TV Gundam has had a rough go of it in the last decade. Ten years ago, the legendarily poor Gundam SEED Destiny was finishing up its run. A couple of years later, there was the improved-but-not-great Gundam 00. In 2011 Gundam AGE failed to excite fans with both character designs and plot moves that were almost universally derided. If you don’t count Gundam Build Fighters as a Gundam show proper and consider it a spin-off, then last year’s enigmatic Reconguista in G was the most recent television Gundam series before this year’s Iron-Blooded Orphans (IBO).
This track record is less than stellar; however, IBO has turned out to be something that is easily the best franchise entry in the last ten years and may even be the best TV Gundam since Turn A aired in 2000.
The most noteworthy and also the most controversial fact about IBO is that it is being written by Mari Okada. While she has garnered fame for writing dramas like Toradora! and Ano Hana, Okada’s experience in anime writing is quite varied. She’s written action series such as Darker Than Black and CANAAN, and, surprise, she has even penned mecha series before. Okada wrote Aquarion EVOL, unquestionably the fan’s favorite show in that franchise. Yet, Okada remains a polarizing figure in the American fan community. Some Gundam diehards wrote IBO off as soon as they heard that Okada’s name was attached to the project, while some other folks gave it a chance but quickly dropped the show. Reports also indicate that the show isn’t faring well at all in Japan either.

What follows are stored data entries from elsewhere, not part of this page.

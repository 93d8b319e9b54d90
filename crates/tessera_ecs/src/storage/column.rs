use std::{
  any::{type_name, Any},
  cell::UnsafeCell,
};

use crate::components::Component;

/// Densely packed storage for the values of one component type inside one archetype.
pub trait Column: Send + Sync {
  fn len(&self) -> usize;
  fn is_empty(&self) -> bool {
    self.len() == 0
  }
  fn push_boxed(&mut self, value: Box<dyn Any + Send>);
  fn replace_boxed(&mut self, row: usize, value: Box<dyn Any + Send>);
  /// Removes `row` by moving the last value into its place and drops it.
  fn swap_remove_drop(&mut self, row: usize);
  /// Like [`Column::swap_remove_drop`] but pushes the removed value onto `target`.
  fn swap_remove_into(&mut self, row: usize, target: &mut dyn Column);
  fn as_any(&self) -> &dyn Any;
  fn as_any_mut(&mut self) -> &mut dyn Any;
}

///from https://github.com/reem/rust-unsafe-any
/// # Safety
/// only use this if you are absolutely certain that the trait object is the struct you want
/// if it is another type it will result in undefined behavior
/// use [`Column::as_any`] instead if you are not certain
pub unsafe trait UnsafeDowncast {
  /// # Safety
  /// see trait
  unsafe fn downcast_ref_unchecked<T: Any>(&self) -> &T {
    &*data(self)
  }

  /// # Safety
  /// see trait
  unsafe fn downcast_mut_unchecked<T: Any>(&mut self) -> &mut T {
    &mut *data_mut(self)
  }
}

///from https://github.com/reem/rust-traitobject
unsafe fn data<T: ?Sized, R>(val: *const T) -> *const R {
  val as *const R
}

///from https://github.com/reem/rust-traitobject
unsafe fn data_mut<T: ?Sized, R>(val: *mut T) -> *mut R {
  val as *mut R
}

unsafe impl UnsafeDowncast for dyn Column {}

pub struct TypedColumn<T> {
  data: UnsafeCell<Vec<T>>,
}

// Rows are only handed out mutably to systems with non-overlapping access.
unsafe impl<T: Component> Sync for TypedColumn<T> {}

impl<T: Component> Default for TypedColumn<T> {
  fn default() -> Self {
    Self {
      data: UnsafeCell::new(Vec::new()),
    }
  }
}

impl<T: Component> TypedColumn<T> {
  pub fn new_boxed() -> Box<dyn Column> {
    Box::new(Self::default())
  }

  pub fn push(&mut self, value: T) {
    self.data.get_mut().push(value);
  }

  pub fn as_slice(&self) -> &[T] {
    unsafe { &*self.data.get() }
  }

  pub fn as_mut_slice(&mut self) -> &mut [T] {
    self.data.get_mut()
  }

  /// # Safety
  /// the caller has to make sure no other reference into the column is alive
  /// while values are written through the pointer
  pub(crate) unsafe fn as_mut_ptr(&self) -> *mut T {
    (*self.data.get()).as_mut_ptr()
  }

  fn unbox(value: Box<dyn Any + Send>) -> T {
    match value.downcast::<T>() {
      Ok(value) => *value,
      Err(_) => panic!("Column of {} received a value of another type", type_name::<T>()),
    }
  }
}

impl<T: Component> Column for TypedColumn<T> {
  #[inline]
  fn len(&self) -> usize {
    self.as_slice().len()
  }

  fn push_boxed(&mut self, value: Box<dyn Any + Send>) {
    self.push(Self::unbox(value));
  }

  fn replace_boxed(&mut self, row: usize, value: Box<dyn Any + Send>) {
    self.data.get_mut()[row] = Self::unbox(value);
  }

  fn swap_remove_drop(&mut self, row: usize) {
    self.data.get_mut().swap_remove(row);
  }

  fn swap_remove_into(&mut self, row: usize, target: &mut dyn Column) {
    let value = self.data.get_mut().swap_remove(row);
    match target.as_any_mut().downcast_mut::<TypedColumn<T>>() {
      Some(target) => target.push(value),
      None => panic!("Moving {} into a column of another type", type_name::<T>()),
    }
  }

  fn as_any(&self) -> &dyn Any {
    self
  }

  fn as_any_mut(&mut self) -> &mut dyn Any {
    self
  }
}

This is such a shame because I think IBO has some fantastic character writing, especially for a Gundam show. Okada clearly defines roles that her characters are going to play; however, this clarity shouldn’t be mistaken for simplicity, as the principle cast is far from one-note Perhaps people long for the days of illogical actions and unclear motivations in their Gundam ? Lack of clarity in character definition should not be seen as creating complex characters. At any rate, although we know their roles, the protagonists are written with a nuance that keeps their actions from feeling perfunctory. Mikazuki is more than just another emotionally dead child soldier, evidenced by the kinds of relationships he has. Kudelia isn’t just a Releena retread; she participates in the lives of the people she represents politically and admirably attempts to roll with the punches as her worldview expands. Orga struggles to go from top dog to being another link in the food chain while attempting to protect his “family” and retain their values. There are several tightly strung, interdependent relationships among the characters such that, if one relationship is shaken, many feel the vibrations.
Conspicuous by its absence in this piece is mention of robot fightin’ of any kind. This is not to say I dislike the combat in IBO; on the contrary, I find it very enjoyable, especially when it takes place in terrestrial environments. The thing is, the robots aren’t the main focus of the anime. Instead, the hook to this show is its characters and how they respond to the change and political upheaval around them. As of this writing, the tenth episode of the series has aired, and I can’t recall when the last mobile suit battle occurred. IBO‘s relaxed pace allows the characters to stretch their narrative legs since a mecha battle isn’t required once per episode. In addition to the extra time to increase character depth, doling out the combat scenes sparingly adds an shot of gravitas to each one.
IBO is indeed different from a conventional Gundam show…but what is a conventional Gundam show, really? What does one of those look like? Is true blue Gundam something like Wing or SEED? How about Turn A? Or, the most recent one, G-Reco? Which of these are “Gundam enough” to be considered “for real Gundam”? My point is that the franchise’s identity has been so diluted over the years, that adequately defining a Gundam anime (in a way which meaningfully distinguishes it from its peers) is a tricky prospect. In fact, I’d just as soon give that venture up and like the Gundam that I like, rather than worrying about if it is “Gundam enough.” Maybe if the audience can file away its different lists of check boxes labeled “What Gundam Should Be” and judge IBO on its own merits, then they will find something they can actually appreciate and enjoy.